Posted by laznik on 2 July 2021 in English. Last updated on 4 July 2021.

tl; dr:

Firms like Apple, Facebook and Amazon are paying (their own) mappers for OpenStreetMap (OSM) edits. You are an OSM editor making the same type of work the paid editors are. Shouldn’t you be paid for your edits too? Let’s start sending these firms a collective invoice for our work and use the received funds to benefit the OSM ecosystem. There is an easy way to join if you use JOSM, but users of other map editors can participate as well.

The problem

The OSM project is governed by a license that allows its geo data to be freely used by anybody, including the most wealthy global corporations. Regardless, firms like Apple, Facebook or Amazon are paying for improving the OSM data. They do so mainly by hiring mappers, but also by directly sending money to the OSM foundation, albeit with grants that seem rather small in comparison to market capitalization of these firms. These developments - while good for improving the OSM data, raise also some issues.
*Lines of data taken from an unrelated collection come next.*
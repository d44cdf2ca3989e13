pub mod api;
pub mod clients;
pub mod config;
pub mod emoji;
pub mod metrics;
pub mod models;
pub mod utils;
use std::fmt::{Display, Formatter, Result};

use serde::{Deserialize, Serialize};

pub const BADGE_UNSET: i32 = -1;

#[derive(Debug, Clone, PartialEq, Eq, Serialize, Deserialize)]
#[serde(from = "String", into = "String")]
pub enum PushType {
    Message,
    Session,
    Clear,
    UpdateBadge,
    Test,
    Other(String),
}

impl PushType {
    pub fn as_str(&self) -> &str {
        match self {
            PushType::Message => "message",
            PushType::Session => "session",
            PushType::Clear => "clear",
            PushType::UpdateBadge => "update_badge",
            PushType::Test => "test",
            PushType::Other(other) => other,
        }
    }

    /// Types that carry a full message body to render on the device.
    pub fn carries_message(&self) -> bool {
        matches!(self, PushType::Message | PushType::Session)
    }
}

impl Default for PushType {
    fn default() -> Self {
        PushType::Other(String::new())
    }
}

impl From<String> for PushType {
    fn from(value: String) -> Self {
        match value.as_str() {
            "message" => PushType::Message,
            "session" => PushType::Session,
            "clear" => PushType::Clear,
            "update_badge" => PushType::UpdateBadge,
            "test" => PushType::Test,
            _ => PushType::Other(value),
        }
    }
}

impl From<PushType> for String {
    fn from(value: PushType) -> Self {
        match value {
            PushType::Other(other) => other,
            known => known.as_str().to_string(),
        }
    }
}

impl Display for PushType {
    fn fmt(&self, f: &mut Formatter<'_>) -> Result {
        write!(f, "{}", self.as_str())
    }
}

#[derive(Debug, Clone, Serialize, Deserialize)]
#[serde(default)]
pub struct PushNotification {
    pub id: String,
    pub ack_id: String,
    pub platform: String,
    pub server_id: String,
    pub device_id: String,
    pub post_id: String,
    pub category: String,
    pub sound: String,
    pub message: String,
    pub badge: i32,

    #[serde(rename = "cont_ava")]
    pub content_available: i32,
    pub team_id: String,
    pub channel_id: String,
    pub root_id: String,
    pub channel_name: String,

    #[serde(rename = "type")]
    pub push_type: PushType,
    pub sender_id: String,
    pub sender_name: String,
    pub override_username: String,
    pub override_icon_url: String,
    pub from_webhook: String,
    pub version: String,
    pub is_crt_enabled: bool,
    pub is_id_loaded: bool,
}

impl Default for PushNotification {
    fn default() -> Self {
        Self {
            id: String::new(),
            ack_id: String::new(),
            platform: String::new(),
            server_id: String::new(),
            device_id: String::new(),
            post_id: String::new(),
            category: String::new(),
            sound: String::new(),
            message: String::new(),
            badge: BADGE_UNSET,
            content_available: 0,
            team_id: String::new(),
            channel_id: String::new(),
            root_id: String::new(),
            channel_name: String::new(),
            push_type: PushType::default(),
            sender_id: String::new(),
            sender_name: String::new(),
            override_username: String::new(),
            override_icon_url: String::new(),
            from_webhook: String::new(),
            version: String::new(),
            is_crt_enabled: false,
            is_id_loaded: false,
        }
    }
}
One concerns fairness: if the firms pay their employees/contractors for map edits, shouldn’t they pay to all who make the same kinds of edits? After all, the edits they provide are not special in any respect - volunteer editors have been supplying such data to the OSM database for years. A more subtle issue is, that emergence of paid map editors dramatically changes character of the project, which for most of its existence has been a purely volunteer affair. Increasingly, volunteer mappers can no longer point to “the Map” and say - we, volunteers did this. Others raised this issue as a problem, but no way out of it has been suggested so far.